TASK TO COMPLETE: Repeat exactly the lines from the one containing "pub mod routes;" through the last line of the records below, both included, and nothing else.

DATA EXTRACT:
--- START ---

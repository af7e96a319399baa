//! # Parts marketplace server
//!
//! The HTTP surface for the marketplace's authentication, authorization and order/payment subsystem. It is
//! responsible for:
//! * issuing and verifying the bearer tokens that identify users ([`auth`]),
//! * gating protected routes on a valid token ([`middleware`]) and deciding whether the verified identity may
//!   perform the specific operation ([`authorizer`]),
//! * the order and payment endpoints, which delegate to the `parts_market_engine` APIs and to the payment
//!   processor client in `stripe_tools`.
//!
//! ## Configuration
//! The server is configured via environment variables. See [config](config/index.html) for more information.

pub mod auth;
pub mod authorizer;
pub mod config;
pub mod data_objects;
pub mod errors;
pub mod middleware;
pub mod routes;
pub mod server;

#[cfg(test)]
mod endpoint_tests;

--- END ---

WRITTEN RESPONSE:
pub mod routes;
pub mod server;

#[cfg(test)]
mod endpoint_tests;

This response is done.